Defense and civil liberties lawyers will ask the state’s highest court to vacate convictions this week in more than 24,000 drug-related cases infamously tainted by the misconduct of a state lab chemist.
The chemist, Annie Dookhan, has already served a three-year sentence for tampering with evidence and falsifying drug tests, but many of the defendants convicted over the eight years she worked in the lab have not had a chance to challenge their convictions.
The American Civil Liberties Union of Massachusetts and public defenders will argue for a mass dismissal of these convictions before the state’s Supreme Judicial Court on Wednesday.
“The state punished 24,000 people based on tainted evidence, and they have all been living with the consequences. These defendants would have to wait decades for justice through case-by-case litigation,” Matthew Segal, legal director of the ACLU of Massachusetts, said. “Because there are not enough resources to relitigate these cases one by one, there will be a one-size-fits all outcome of some kind: either these 24,000 convictions obtained with egregious government misconduct will be vacated by the Supreme Judicial Court, or the vast majority of them will never be challenged.”

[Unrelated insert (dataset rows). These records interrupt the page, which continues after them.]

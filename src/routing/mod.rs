//! Target resolution subsystem.
//!
//! # Data Flow
//! ```text
//! Inbound method + path
//!     → target.rs (method/path policy)
//!     → encoding.rs (strip cosmetic extension, base64url decode)
//!     → target.rs (URL parse, scheme policy)
//!     → Target (absolute http/https URL to fetch)
//! ```
//!
//! # Design Decisions
//! - Every rejection carries its reason for server-side logs, but callers
//!   only ever see an opaque 404
//! - Only `http` and `https` targets are ever produced

pub mod encoding;
pub mod target;

pub use encoding::{decode_segment, encode_target};
pub use target::{resolve, RejectReason, Target};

State district attorneys have for years argued to retry separately each of the cases affected by Dookhan’s misconduct. The ACLU alleges it would take the state 48 years to assign attorneys to all 24,000 defendants.
The majority of Dookhan defendants faced simple possession charges, but even misdemeanor crimes can affect a person’s access to housing, jobs, and other benefits, according the ACLU’s brief.